Historic house in California, United States

The William R. Thorsen House, also known as the Sigma Phi-Thorsen House, is a historic residence in Berkeley, California. Built in 1909 for William and Caroline Thorsen, it was the last of five so-called "ultimate bungalows" to be designed by Charles and Henry Greene, principles in the architectural firm of Greene & Greene. Three others (Ford, Gamble, Blacker) are in Pasadena, and one (Pratt) is in Ojai, California. The term "ultimate bungalow" was coined by Robert Judson Clark in the 1960s, but is technically a misnomer, since bungalows are typically small, one-story houses. However, "Craftsman bungalows" of the early twentieth century do share some characteristics with the larger houses of Greene & Greene, including the Thorsen House.

Since 1942, the house has been the home of the California Alpha Chapter of the Sigma Phi Society, the oldest national fraternity in continuous existence. It houses members of Sigma Phi Society, hosts communal dinners, organizes small concerts, and offers tours for other students and members of the public, welcoming thousands of visitors a year.

The Thorsen House may be toured throughout the week on an informal basis; one can simply knock on the door to visit.

== History ==

Detail of Leaded Art Glass window in the Thorsen House.

=== Namesake ===
The Thorsen House is named after William Randolph Thorsen (1860-1942), a successful lumber merchant from Michigan who relocated in the early years of the twentieth century to Tuolumne, California, and later to Berkeley. He was for many years president of the West Side Lumber Company.
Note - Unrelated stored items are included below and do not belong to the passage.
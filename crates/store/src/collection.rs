use std::sync::Arc;

use storefront_core::Entity;

use crate::error::StoreError;

/// Outcome of a conditional [`Collection::update`].
#[derive(Debug, Clone, PartialEq, Eq)]
pub enum UpdateError<E> {
    /// No document with that id.
    NotFound,
    /// The closure rejected the update; the stored document is unchanged.
    Rejected(E),
}

impl<E> UpdateError<E> {
    /// Collapse into the caller's error type, mapping `NotFound` through `f`.
    pub fn into_inner(self, f: impl FnOnce() -> E) -> E {
        match self {
            UpdateError::NotFound => f(),
            UpdateError::Rejected(e) => e,
        }
    }
}

/// A keyed document collection.
///
/// `update` is the only write path that may observe current state: the
/// closure runs against the stored document in one indivisible step, and a
/// rejection leaves the document untouched. This is the seam where a real
/// document database's conditional-update operator plugs in; the in-memory
/// backend holds its write lock across the closure for the same effect.
pub trait Collection<T>: Send + Sync
where
    T: Entity + Clone + Send + Sync + 'static,
    T::Id: Send + Sync + 'static,
{
    fn get(&self, id: &T::Id) -> Option<T>;

    /// Insert a new document; fails with [`StoreError::Duplicate`] if the id
    /// is already taken.
    fn insert(&self, doc: T) -> Result<(), StoreError>;

    /// Insert-or-replace, unconditionally.
    fn put(&self, doc: T);

    /// Remove a document; returns whether it existed.
    fn remove(&self, id: &T::Id) -> bool;

    fn list(&self) -> Vec<T>;

    fn find<P>(&self, pred: P) -> Vec<T>
    where
        P: Fn(&T) -> bool;

    fn count<P>(&self, pred: P) -> usize
    where
        P: Fn(&T) -> bool;

    /// Atomic conditional update: load, check, mutate in one indivisible
    /// step. On `Err` the stored document is guaranteed unchanged; on `Ok`
    /// the updated document is returned.
    fn update<E, F>(&self, id: &T::Id, apply: F) -> Result<T, UpdateError<E>>
    where
        F: FnOnce(&mut T) -> Result<(), E>;
}

impl<T, S> Collection<T> for Arc<S>
where
    T: Entity + Clone + Send + Sync + 'static,
    T::Id: Send + Sync + 'static,
    S: Collection<T> + ?Sized,
{
    fn get(&self, id: &T::Id) -> Option<T> {
        (**self).get(id)
    }

    fn insert(&self, doc: T) -> Result<(), StoreError> {
        (**self).insert(doc)
    }

    fn put(&self, doc: T) {
        (**self).put(doc)
    }

    fn remove(&self, id: &T::Id) -> bool {
        (**self).remove(id)
    }

    fn list(&self) -> Vec<T> {
        (**self).list()
    }

    fn find<P>(&self, pred: P) -> Vec<T>
    where
        P: Fn(&T) -> bool,
    {
        (**self).find(pred)
    }

    fn count<P>(&self, pred: P) -> usize
    where
        P: Fn(&T) -> bool,
    {
        (**self).count(pred)
    }

    fn update<E, F>(&self, id: &T::Id, apply: F) -> Result<T, UpdateError<E>>
    where
        F: FnOnce(&mut T) -> Result<(), E>,
    {
        (**self).update(id, apply)
    }
}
His wife, Caroline Canfield Thorsen (1858-1942), was the younger sister of another Greene & Greene client, Nellie Canfield Blacker, and her husband, Robert R. Blacker, whose house in Pasadena, California was built in 1907. The Thorsens resided in their Greene & Greene home following its construction in 1909 and until their deaths in 1942.

=== Design ===
The Thorsen house is an elaborate example of the American Craftsman style, an offshoot of the British Arts and Crafts Movement. Greene & Greene houses characteristically express their structures boldly in wood, and in their most artistic projects (including the Thorsen House, as well as in the Gamble House and Blacker House, both in Pasadena), the architects specified exotic species of wood, and decorative painting, to finish the interiors.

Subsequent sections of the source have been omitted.